Teriflunomide, a once-daily oral immunomodulator approved for treatment of relapsing-remitting multiple sclerosis, is eliminated slowly from plasma. If necessary to rapidly lower plasma concentrations of teriflunomide, an accelerated elimination procedure using cholestyramine or activated charcoal may be used. The current bioanalytical assay for determination of plasma teriflunomide concentration requires laboratory facilities for blood centrifugation and plasma storage. An alternative method, with potential for greater convenience, is dried blood spot (DBS) methodology. Analytical and clinical validations are required to switch from plasma to DBS (finger-prick sampling) methodology.Methods:
Using blood samples from healthy subjects, an LC-MS/MS assay method for quantification of teriflunomide in DBS over a range of 0.01–10 mcg/mL was developed and validated for specificity, selectivity, accuracy, precision, reproducibility, and stability.
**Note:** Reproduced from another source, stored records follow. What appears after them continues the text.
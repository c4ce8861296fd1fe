//! Built-in record types and their import schemas.
//!
//! Each export keeps its own id policy:
//!
//! | Record type     | Source `id`                     |
//! |-----------------|---------------------------------|
//! | pattern catalog | kept as `id`                    |
//! | channel         | dropped, the database assigns a UUID |
//! | product         | kept as `legacy_id`             |

use serde::{Deserialize, Serialize};

use crate::transform::{FieldMapping, RecordSchema, Rule};

/// Output columns for `cp_cartoon_patterns`
pub const PATTERN_CATALOG_FIELDS: [&str; 5] =
    ["id", "pattern_name", "image_url", "is_active", "created_at"];

/// Output columns for `channels`
pub const CHANNEL_FIELDS: [&str; 5] = [
    "channel_code",
    "channel_name",
    "last_used_prefix",
    "bank_account",
    "created_at",
];

/// Output columns for `pr_products`
pub const PRODUCT_FIELDS: [&str; 11] = [
    "product_code",
    "product_name",
    "product_type",
    "product_category",
    "storage_location",
    "rubber_code",
    "is_active",
    "image_url",
    "legacy_id",
    "created_at",
    "updated_at",
];

/// Default for a missing `is_active` column
const ACTIVE_BY_DEFAULT: &str = "true";

/// The known exports
#[derive(Debug, Clone, Copy, PartialEq, Eq, Hash, Serialize, Deserialize)]
#[serde(rename_all = "snake_case")]
pub enum RecordType {
    PatternCatalog,
    Channel,
    Product,
}

impl RecordType {
    /// All record types, in processing order
    pub const ALL: [RecordType; 3] = [
        RecordType::PatternCatalog,
        RecordType::Channel,
        RecordType::Product,
    ];

    pub fn name(&self) -> &'static str {
        match self {
            RecordType::PatternCatalog => "pattern catalog",
            RecordType::Channel => "channel",
            RecordType::Product => "product",
        }
    }

    /// Destination table the fixed file is imported into
    pub fn table(&self) -> &'static str {
        match self {
            RecordType::PatternCatalog => "cp_cartoon_patterns",
            RecordType::Channel => "channels",
            RecordType::Product => "pr_products",
        }
    }

    pub fn input_file(&self) -> &'static str {
        match self {
            RecordType::PatternCatalog => "cartoon_patterns_rows.csv",
            RecordType::Channel => "channels_rows.csv",
            RecordType::Product => "products_rows.csv",
        }
    }

    pub fn output_file(&self) -> &'static str {
        match self {
            RecordType::PatternCatalog => "cartoon_patterns_rows_fixed.csv",
            RecordType::Channel => "channels_rows_fixed.csv",
            RecordType::Product => "products_rows_fixed.csv",
        }
    }

    /// Why the columns change, shown after a successful fix
    pub fn note(&self) -> &'static str {
        match self {
            RecordType::PatternCatalog => "pattern_code is no longer needed",
            RecordType::Channel => "id will be auto-generated as UUID",
            RecordType::Product => "numeric id kept as legacy_id, updated_at copied from created_at",
        }
    }

    pub fn schema(&self) -> RecordSchema {
        match self {
            RecordType::PatternCatalog => RecordSchema::new(self.name(), PATTERN_CATALOG_FIELDS),
            RecordType::Channel => RecordSchema::new(self.name(), CHANNEL_FIELDS),
            RecordType::Product => RecordSchema::new(self.name(), PRODUCT_FIELDS),
        }
    }

    pub fn mapping(&self) -> FieldMapping {
        match self {
            RecordType::PatternCatalog => pattern_catalog_mapping(),
            RecordType::Channel => channel_mapping(),
            RecordType::Product => product_mapping(),
        }
    }
}

impl std::fmt::Display for RecordType {
    fn fmt(&self, f: &mut std::fmt::Formatter<'_>) -> std::fmt::Result {
        f.write_str(self.name())
    }
}

fn pattern_catalog_mapping() -> FieldMapping {
    FieldMapping::new()
        .with_copies(["id", "image_url", "created_at"])
        .with_rule("pattern_name", Rule::copy_trimmed("pattern_name", ""))
        .with_rule("is_active", Rule::copy("is_active", ACTIVE_BY_DEFAULT))
}

fn channel_mapping() -> FieldMapping {
    FieldMapping::new().with_copies(CHANNEL_FIELDS)
}

fn product_mapping() -> FieldMapping {
    FieldMapping::new()
        .with_copies([
            "product_code",
            "product_name",
            "product_type",
            "product_category",
            "storage_location",
            "rubber_code",
            "image_url",
            "created_at",
        ])
        .with_rule("is_active", Rule::copy("is_active", ACTIVE_BY_DEFAULT))
        .with_rule("legacy_id", Rule::carry_as("id"))
        // no update timestamp in the export
        .with_rule("updated_at", Rule::alias("created_at"))
}

#[cfg(test)]
mod tests {
    use super::*;
    use crate::transform::transform;

    fn fix(record_type: RecordType, input: &str) -> (usize, Vec<String>) {
        let mut out = Vec::new();
        let rows = transform(
            input.as_bytes(),
            &mut out,
            &record_type.schema(),
            &record_type.mapping(),
        )
        .unwrap();
        let text = String::from_utf8(out).unwrap();
        (rows, text.lines().map(str::to_string).collect())
    }

    #[test]
    fn test_builtin_mappings_validate() {
        for record_type in RecordType::ALL {
            let schema = record_type.schema();
            assert!(
                record_type.mapping().validate(&schema).is_ok(),
                "{} mapping does not cover its schema",
                record_type
            );
        }
    }

    #[test]
    fn test_header_written_for_empty_inputs() {
        for record_type in RecordType::ALL {
            for input in ["", "id,created_at\n"] {
                let (rows, lines) = fix(record_type, input);
                assert_eq!(rows, 0);
                assert_eq!(lines, vec![record_type.schema().fields.join(",")]);
            }
        }
    }

    #[test]
    fn test_pattern_catalog_row() {
        let (_, lines) = fix(
            RecordType::PatternCatalog,
            "id,pattern_code,pattern_name,image_url,created_at\n\
             42,FX-1, Fox ,https://cdn.example/fox.png,2024-03-01 10:00:00\n",
        );

        assert_eq!(lines[0], "id,pattern_name,image_url,is_active,created_at");
        assert_eq!(lines[1], "42,Fox,https://cdn.example/fox.png,true,2024-03-01 10:00:00");
    }

    #[test]
    fn test_is_active_defaults_to_true() {
        let (_, pattern) = fix(RecordType::PatternCatalog, "id\n1\n");
        assert_eq!(pattern[1], "1,,,true,");

        let (_, product) = fix(RecordType::Product, "product_code\nP1\n");
        assert_eq!(product[1], "P1,,,,,,true,,,,");
    }

    #[test]
    fn test_is_active_kept_when_present() {
        let (_, lines) = fix(RecordType::PatternCatalog, "id,is_active\n1,false\n");
        assert_eq!(lines[1], "1,,,false,");
    }

    #[test]
    fn test_channel_drops_id() {
        let (_, lines) = fix(
            RecordType::Channel,
            "id,channel_code,channel_name,last_used_prefix,bank_account,created_at\n\
             99,SHOPEE,Shopee,SP,123-4-56789-0,2024-01-01\n",
        );

        assert_eq!(lines[0], "channel_code,channel_name,last_used_prefix,bank_account,created_at");
        assert_eq!(lines[1], "SHOPEE,Shopee,SP,123-4-56789-0,2024-01-01");
        assert!(!lines.iter().any(|l| l.contains("99")));
    }

    #[test]
    fn test_product_legacy_id_and_updated_at() {
        let (_, lines) = fix(
            RecordType::Product,
            "id,product_code,created_at\n7,P1,2024-01-01\n",
        );

        let header: Vec<&str> = lines[0].split(',').collect();
        let row: Vec<&str> = lines[1].split(',').collect();
        let value = |name: &str| row[header.iter().position(|h| *h == name).unwrap()];

        assert!(!header.contains(&"id"));
        assert_eq!(value("legacy_id"), "7");
        assert_eq!(value("updated_at"), "2024-01-01");
        assert_eq!(value("created_at"), "2024-01-01");
        assert_eq!(value("product_code"), "P1");
        assert_eq!(value("is_active"), "true");
    }

    #[test]
    fn test_product_ignores_source_updated_at() {
        let (_, lines) = fix(
            RecordType::Product,
            "id,created_at,updated_at\n7,2024-01-01,2025-06-30\n",
        );
        assert!(lines[1].ends_with("7,2024-01-01,2024-01-01"));
    }

    #[test]
    fn test_row_count_matches_input() {
        let input = "id,product_code\n1,A\n2,B\n3,C\n3,C\n";
        let (rows, lines) = fix(RecordType::Product, input);
        assert_eq!(rows, 4);
        assert_eq!(lines.len(), 5);
    }

    #[test]
    fn test_filenames_distinct() {
        for record_type in RecordType::ALL {
            assert_ne!(record_type.input_file(), record_type.output_file());
            assert!(record_type.output_file().ends_with("_fixed.csv"));
        }
    }
}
Results were compared with those from the current plasma assay for determination of plasma teriflunomide concentration.Results:
Method was specific and selective relative to endogenous compounds, with process efficiency ∼88%, and no matrix effect. Inaccuracy and imprecision for intraday and interday analyses were <15% at all concentrations tested. Quantification of teriflunomide in DBS assay was not affected by blood deposit volume and punch position within spot, and hematocrit level had a limited but acceptable effect on measurement accuracy. Teriflunomide was stable for at least 4 months at room temperature, and for at least 24 hours at 37°C with and without 95% relative humidity, to cover sampling, drying, and shipment conditions in the field. The correlation between DBS and plasma concentrations (R2 = 0.97), with an average blood to plasma ratio of 0.59, was concentration independent and constant over time.Conclusions:
DBS sampling is a simple and practical method for monitoring teriflunomide concentrations.